##### Provided records

impl GameWorld {
    pub fn new(world_id: u8) -> Result<Self> {
        let settings = WorldSettings::new(world_id);
        Self::with_settings(settings)
    }

    pub fn with_settings(settings: WorldSettings) -> Result<Self> {
        info!(
            world_id = settings.world_id,
            name = %settings.name,
            "Creating game world"
        );

        Ok(Self {
            players: PlayerManager::new(settings.max_players as u16),
            store: Arc::new(InMemoryPlayerStore::new()),
            connections: DashMap::new(),
            next_connection_id: AtomicU64::new(1),
            settings,
            state: RwLock::new(WorldState::Initializing),
            tick: AtomicU64::new(0),
            running: AtomicBool::new(false),
            start_time: RwLock::new(None),
            update_countdown: AtomicU64::new(0),
        })
    }

    pub fn state(&self) -> WorldState {
        *self.state.read()
    }

    pub fn set_state(&self, new_state: WorldState) {
        let mut state = self.state.write();
        let old_state = *state;
        *state = new_state;
        info!(old_state = ?old_state, new_state = ?new_state, "World state changed");
    }

    pub fn tick(&self) -> u64 {
        self.tick.load(Ordering::SeqCst)
    }

    pub fn is_running(&self) -> bool {
        self.running.load(Ordering::SeqCst)
    }

    pub fn player_count(&self) -> u64 {
        self.players.count() as u64
    }

    pub fn uptime_secs(&self) -> u64 {
        self.start_time
            .read()
            .map(|t| t.elapsed().as_secs())
            .unwrap_or(0)
    }

    pub fn start_update(&self, ticks: u64) {
        self.update_countdown.store(ticks, Ordering::SeqCst);
        self.set_state(WorldState::Updating);
        info!(ticks = ticks, "Update countdown started");
    }

    pub fn cancel_update(&self) {
        self.update_countdown.store(0, Ordering::SeqCst);
        self.set_state(WorldState::Running);
        info!("Update countdown cancelled");
    }

    /// Accept a freshly-connected socket into the connection table. Called
    /// by the acceptor loop in `main`; does no blocking I/O itself.
    pub fn accept_connection(&self, socket: TcpStream, addr: std::net::SocketAddr) {
        if let Err(e) = socket.set_nodelay(true) {
            warn!(error = %e, "failed to set TCP_NODELAY");
        }
        let id = self.next_connection_id.fetch_add(1, Ordering::SeqCst);
        let conn = ConnectionState::new(socket, addr);
        self.connections.insert(id, conn);
        debug!(id, %addr, "connection accepted");
    }

    /// Service every open connection once: drain readable bytes, advance the
    /// login handshake, flush writable bytes. Never blocks.
    fn service_connections(&self) {
        let mut closed = Vec::new();

        for mut entry in self.connections.iter_mut() {
            let id = *entry.key();
            let conn = entry.value_mut();

            if conn.try_recv().is_err() {
                closed.push(id);
                continue;
            }

            if conn.stage == LoginStage::AwaitingConnection {
                conn.outbound.write_uint(0x1122_3344);
                conn.outbound.write_uint(0x5566_7788);
                conn.stage = LoginStage::AwaitingHeader;
            }

            if conn.stage == LoginStage::AwaitingHeader {
                match self.try_advance_login(conn) {
                    Ok(true) => {}
                    Ok(false) => {}
                    Err(()) => {
                        closed.push(id);
                        continue;
                    }
                }
            }

            if conn.try_flush().is_err() {
                closed.push(id);
            }
            conn.compact_inbound();
        }

        for id in closed {
            self.drop_connection(id);
        }
    }

    /// Attempt to parse and apply the login header against one connection.
    /// Returns `Ok(true)` on a successful seat, `Ok(false)` if more data is
    /// needed, `Err(())` if the connection should be torn down.
    fn try_advance_login(&self, conn: &mut ConnectionState) -> std::result::Result<bool, ()> {
        let raw = conn.inbound.as_bytes()[conn.inbound.read_position()..].to_vec();
        match parse_login_header(&raw) {
            HeaderParseOutcome::NeedMoreData => Ok(false),
            HeaderParseOutcome::Reject => Err(()),
            HeaderParseOutcome::Parsed(header) => {
                conn.inbound.skip(raw.len());

                if self.players.is_full() {
                    conn.outbound.write_ubyte(LoginResponse::WorldFull as u8);
                    return Err(());
                }

                let record = self.store.load(&header.username);
                let player = match self.players.register(header.username.clone(), record.as_ref()) {
                    Ok(player) => player,
                    Err(_) => {
                        conn.outbound.write_ubyte(LoginResponse::AlreadyOnline as u8);
                        return Err(());
                    }
                };

                let ciphers = ciphers_for(&header.client_seeds);
                conn.seat(player.index, ciphers);

                conn.outbound.write_ubyte(LoginResponse::Ok as u8);
                conn.outbound.write_ubyte(0); // rights byte, normal player
                conn.outbound.write_ubyte(0); // flagged byte

                for (interface_id, tab) in crate::protocol::login::SIDEBAR_TABS {
                    let tab_packet = SidebarTabPacket::new(*interface_id, *tab);
                    let header = conn
                        .outbound
                        .open_packet(SidebarTabPacket::OPCODE, HeaderKind::Fixed, None);
                    tab_packet.encode(&mut conn.outbound);
                    conn.outbound.finish_packet(header);
                }

                let load_area = build_load_area(&self.settings.maps_path, &player.position());
                conn.outbound.write_bytes(load_area.as_bytes());

                info!(username = %player.username, index = player.index, "player logged in");
                Ok(true)
            }
        }
    }

    fn drop_connection(&self, id: u64) {
        if let Some((_, conn)) = self.connections.remove(&id) {
            if let Some(slot) = conn.player_slot {
                if let Some(player) = self.players.get(slot) {
                    self.store.save(&player.to_record());
                }
                self.players.unregister(slot);
            }
            debug!(id, "connection dropped");
        }
    }

    /// Run the game world tick loop
    pub async fn run(&self, shutdown_rx: &mut broadcast::Receiver<()>) {
        info!(
            world_id = self.settings.world_id,
            tick_rate_ms = self.settings.tick_rate_ms,
            "Starting game world"
        );

        self.running.store(true, Ordering::SeqCst);
        *self.start_time.write() = Some(Instant::now());
        self.set_state(WorldState::Running);

        let mut tick_interval = interval(Duration::from_millis(self.settings.tick_rate_ms));
        tick_interval.set_missed_tick_behavior(MissedTickBehavior::Skip);

        let mut net_interval = interval(Duration::from_millis(20));
        net_interval.set_missed_tick_behavior(MissedTickBehavior::Skip);

        loop {
            tokio::select! {
                _ = tick_interval.tick() => {
                    if !self.is_running() {
                        break;
                    }

                    if let Err(e) = self.process_tick().await {
                        error!(error = %e, "Error processing game tick");
                    }

                    let countdown = self.update_countdown.load(Ordering::SeqCst);
                    if countdown > 0 {
                        let new_countdown = countdown - 1;
                        self.update_countdown.store(new_countdown, Ordering::SeqCst);
                        if new_countdown == 0 {
                            info!("Update countdown reached zero, initiating shutdown");
                            break;
                        }
                    }
                }
                _ = net_interval.tick() => {
                    self.service_connections();
                }
                _ = shutdown_rx.recv() => {
                    info!("Received shutdown signal");
                    break;
                }
            }
        }

        self.running.store(false, Ordering::SeqCst);
        self.set_state(WorldState::Stopped);

        info!(
            total_ticks = self.tick(),
            uptime_secs = self.uptime_secs(),
            "Game world stopped"
        );
    }

    /// Process a single game tick: resolve movement for every seated player,
    /// take a snapshot, then encode and flush one `PLAYER_INFO` frame per
    /// observer against that snapshot.
    async fn process_tick(&self) -> Result<()> {
        let tick_num = self.tick.fetch_add(1, Ordering::SeqCst);
        if tick_num % 1000 == 0 {
            debug!(tick = tick_num, players = self.player_count(), "Game tick milestone");
        }

        let mut players: Vec<Arc<Player>> = Vec::new();
        self.collect_players(&mut players);

        for player in &players {
            let (dx, dz) = {
                let pos = player.position();
                let mut movement = player.movement.write();
                let dir = movement.next_direction(pos.x, pos.z);
                direction_delta(dir)
            };
            if dx != 0 || dz != 0 {
                let pos = player.position();
                let new_pos = Position::new(
                    (pos.x as i32 + dx).max(0) as u16,
                    (pos.z as i32 + dz).max(0) as u16,
                    pos.height,
                );
                player.set_position(new_pos);
            }
        }

        let snapshots: Vec<PlayerSnapshot> = players.iter().map(|p| snapshot_of(p)).collect();

        for mut entry in self.connections.iter_mut() {
            let conn = entry.value_mut();
            let Some(slot) = conn.player_slot else { continue };
            let Some(player) = self.players.get(slot) else { continue };
            let Some(observer) = snapshots.iter().find(|s| s.slot == slot) else { continue };

            let mut tracking = player.tracking.write();
            let packet = encode_player_info(observer, &mut tracking, &snapshots, &NoopPayloadWriter);
            drop(tracking);

            // Staged here; actually written to the socket on the next
            // network-service pass (`service_connections`'s `try_flush`).
            conn.outbound.write_bytes(packet.as_bytes());
        }

        for player in &players {
            *player.needs_placement.write() = false;
            *player.update_flags.write() = UpdateFlags::empty();
        }

        Ok(())
    }

    fn collect_players(&self, out: &mut Vec<Arc<Player>>) {
        for entry in self.connections.iter() {
            if let Some(slot) = entry.value().player_slot {
                if let Some(player) = self.players.get(slot) {
                    out.push(player);
                }
            }
        }
    }

    pub fn broadcast_message(&self, message: &str) {
        info!(message = %message, "Broadcasting message to all players");
    }

    pub fn info(&self) -> String {
        format!(
            "World {} ({}) - {} players - Tick {} - Uptime {}s",
            self.settings.world_id,
            self.settings.name,
            self.player_count(),
            self.tick(),
            self.uptime_secs()
        )
    }
}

##########

[Task requirements] Above are the records; from them, give again exactly the lines from the one containing "Self::with_settings(settings)" through the one containing "pub fn start_update(&self, ticks: u64)", both included.

[Solved exercise]
        Self::with_settings(settings)
    }

    pub fn with_settings(settings: WorldSettings) -> Result<Self> {
        info!(
            world_id = settings.world_id,
            name = %settings.name,
            "Creating game world"
        );

        Ok(Self {
            players: PlayerManager::new(settings.max_players as u16),
            store: Arc::new(InMemoryPlayerStore::new()),
            connections: DashMap::new(),
            next_connection_id: AtomicU64::new(1),
            settings,
            state: RwLock::new(WorldState::Initializing),
            tick: AtomicU64::new(0),
            running: AtomicBool::new(false),
            start_time: RwLock::new(None),
            update_countdown: AtomicU64::new(0),
        })
    }

    pub fn state(&self) -> WorldState {
        *self.state.read()
    }

    pub fn set_state(&self, new_state: WorldState) {
        let mut state = self.state.write();
        let old_state = *state;
        *state = new_state;
        info!(old_state = ?old_state, new_state = ?new_state, "World state changed");
    }

    pub fn tick(&self) -> u64 {
        self.tick.load(Ordering::SeqCst)
    }

    pub fn is_running(&self) -> bool {
        self.running.load(Ordering::SeqCst)
    }

    pub fn player_count(&self) -> u64 {
        self.players.count() as u64
    }

    pub fn uptime_secs(&self) -> u64 {
        self.start_time
            .read()
            .map(|t| t.elapsed().as_secs())
            .unwrap_or(0)
    }

    pub fn start_update(&self, ticks: u64) {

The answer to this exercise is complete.